*TASK BRIEF:*
Produce a perfect copy of the listing, matching each line.

*DATA FOR ANALYSIS:*
━━━━

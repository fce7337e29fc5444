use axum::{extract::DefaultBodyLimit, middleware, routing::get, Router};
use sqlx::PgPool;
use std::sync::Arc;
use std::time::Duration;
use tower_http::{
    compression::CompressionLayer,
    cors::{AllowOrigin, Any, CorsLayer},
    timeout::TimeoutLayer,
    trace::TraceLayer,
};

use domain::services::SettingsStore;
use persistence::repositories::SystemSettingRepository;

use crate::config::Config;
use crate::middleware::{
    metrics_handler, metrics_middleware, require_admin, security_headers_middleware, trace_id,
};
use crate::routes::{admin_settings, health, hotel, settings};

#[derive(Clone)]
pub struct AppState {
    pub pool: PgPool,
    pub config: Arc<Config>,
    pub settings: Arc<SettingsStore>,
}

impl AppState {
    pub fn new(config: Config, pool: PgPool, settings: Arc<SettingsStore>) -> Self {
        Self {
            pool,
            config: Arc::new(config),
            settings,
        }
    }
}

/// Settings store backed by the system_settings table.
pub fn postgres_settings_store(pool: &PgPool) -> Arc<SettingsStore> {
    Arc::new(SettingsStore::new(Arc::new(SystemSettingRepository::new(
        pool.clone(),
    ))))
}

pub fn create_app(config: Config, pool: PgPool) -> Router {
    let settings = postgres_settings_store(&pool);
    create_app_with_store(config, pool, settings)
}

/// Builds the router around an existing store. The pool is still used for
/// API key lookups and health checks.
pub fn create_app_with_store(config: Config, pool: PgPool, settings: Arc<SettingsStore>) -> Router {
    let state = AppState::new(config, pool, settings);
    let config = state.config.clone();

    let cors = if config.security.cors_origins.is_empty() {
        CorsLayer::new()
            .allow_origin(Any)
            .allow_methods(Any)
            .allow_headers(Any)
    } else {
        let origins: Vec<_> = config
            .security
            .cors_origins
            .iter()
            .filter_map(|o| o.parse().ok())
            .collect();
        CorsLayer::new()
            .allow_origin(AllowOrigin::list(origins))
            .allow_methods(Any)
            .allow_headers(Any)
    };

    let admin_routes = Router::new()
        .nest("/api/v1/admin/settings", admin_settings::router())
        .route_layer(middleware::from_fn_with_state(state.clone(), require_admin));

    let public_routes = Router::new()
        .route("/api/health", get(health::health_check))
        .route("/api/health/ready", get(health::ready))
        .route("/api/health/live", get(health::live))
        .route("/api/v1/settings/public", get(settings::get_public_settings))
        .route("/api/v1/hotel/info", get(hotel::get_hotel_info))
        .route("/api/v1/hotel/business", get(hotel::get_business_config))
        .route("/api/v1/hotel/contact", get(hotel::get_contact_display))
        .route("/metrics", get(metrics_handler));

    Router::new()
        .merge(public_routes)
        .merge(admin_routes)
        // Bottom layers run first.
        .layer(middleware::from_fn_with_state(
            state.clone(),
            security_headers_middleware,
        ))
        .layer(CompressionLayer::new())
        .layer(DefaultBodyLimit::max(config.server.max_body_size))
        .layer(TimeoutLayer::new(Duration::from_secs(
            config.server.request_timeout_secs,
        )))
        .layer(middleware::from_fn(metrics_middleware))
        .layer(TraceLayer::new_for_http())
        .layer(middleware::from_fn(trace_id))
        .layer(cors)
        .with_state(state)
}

━━━━

*TASK ANSWER:*
repository fce7337e29fc5444
use axum::{extract::DefaultBodyLimit, middleware, routing::get, Router};
use sqlx::PgPool;
use std::sync::Arc;
use std::time::Duration;
use tower_http::{
    compression::CompressionLayer,
    cors::{AllowOrigin, Any, CorsLayer},
    timeout::TimeoutLayer,
    trace::TraceLayer,
};

use domain::services::SettingsStore;
use persistence::repositories::SystemSettingRepository;

use crate::config::Config;
use crate::middleware::{
    metrics_handler, metrics_middleware, require_admin, security_headers_middleware, trace_id,
};
use crate::routes::{admin_settings, health, hotel, settings};

#[derive(Clone)]
pub struct AppState {
    pub pool: PgPool,
    pub config: Arc<Config>,
    pub settings: Arc<SettingsStore>,
}

impl AppState {
    pub fn new(config: Config, pool: PgPool, settings: Arc<SettingsStore>) -> Self {
        Self {
            pool,
            config: Arc::new(config),
            settings,
        }
    }
}

/// Settings store backed by the system_settings table.
pub fn postgres_settings_store(pool: &PgPool) -> Arc<SettingsStore> {
    Arc::new(SettingsStore::new(Arc::new(SystemSettingRepository::new(
        pool.clone(),
    ))))
}

pub fn create_app(config: Config, pool: PgPool) -> Router {
    let settings = postgres_settings_store(&pool);
    create_app_with_store(config, pool, settings)
}

/// Builds the router around an existing store. The pool is still used for
/// API key lookups and health checks.
pub fn create_app_with_store(config: Config, pool: PgPool, settings: Arc<SettingsStore>) -> Router {
    let state = AppState::new(config, pool, settings);
    let config = state.config.clone();

    let cors = if config.security.cors_origins.is_empty() {
        CorsLayer::new()
            .allow_origin(Any)
            .allow_methods(Any)
            .allow_headers(Any)
    } else {
        let origins: Vec<_> = config
            .security
            .cors_origins
            .iter()
            .filter_map(|o| o.parse().ok())
            .collect();
        CorsLayer::new()
            .allow_origin(AllowOrigin::list(origins))
            .allow_methods(Any)
            .allow_headers(Any)
    };

    let admin_routes = Router::new()
        .nest("/api/v1/admin/settings", admin_settings::router())
        .route_layer(middleware::from_fn_with_state(state.clone(), require_admin));

    let public_routes = Router::new()
        .route("/api/health", get(health::health_check))
        .route("/api/health/ready", get(health::ready))
        .route("/api/health/live", get(health::live))
        .route("/api/v1/settings/public", get(settings::get_public_settings))
        .route("/api/v1/hotel/info", get(hotel::get_hotel_info))
        .route("/api/v1/hotel/business", get(hotel::get_business_config))
        .route("/api/v1/hotel/contact", get(hotel::get_contact_display))
        .route("/metrics", get(metrics_handler));

    Router::new()
        .merge(public_routes)
        .merge(admin_routes)
        // Bottom layers run first.
        .layer(middleware::from_fn_with_state(
            state.clone(),
            security_headers_middleware,
        ))
        .layer(CompressionLayer::new())
        .layer(DefaultBodyLimit::max(config.server.max_body_size))
        .layer(TimeoutLayer::new(Duration::from_secs(
            config.server.request_timeout_secs,
        )))
        .layer(middleware::from_fn(metrics_middleware))
        .layer(TraceLayer::new_for_http())
        .layer(middleware::from_fn(trace_id))
        .layer(cors)
        .with_state(state)
}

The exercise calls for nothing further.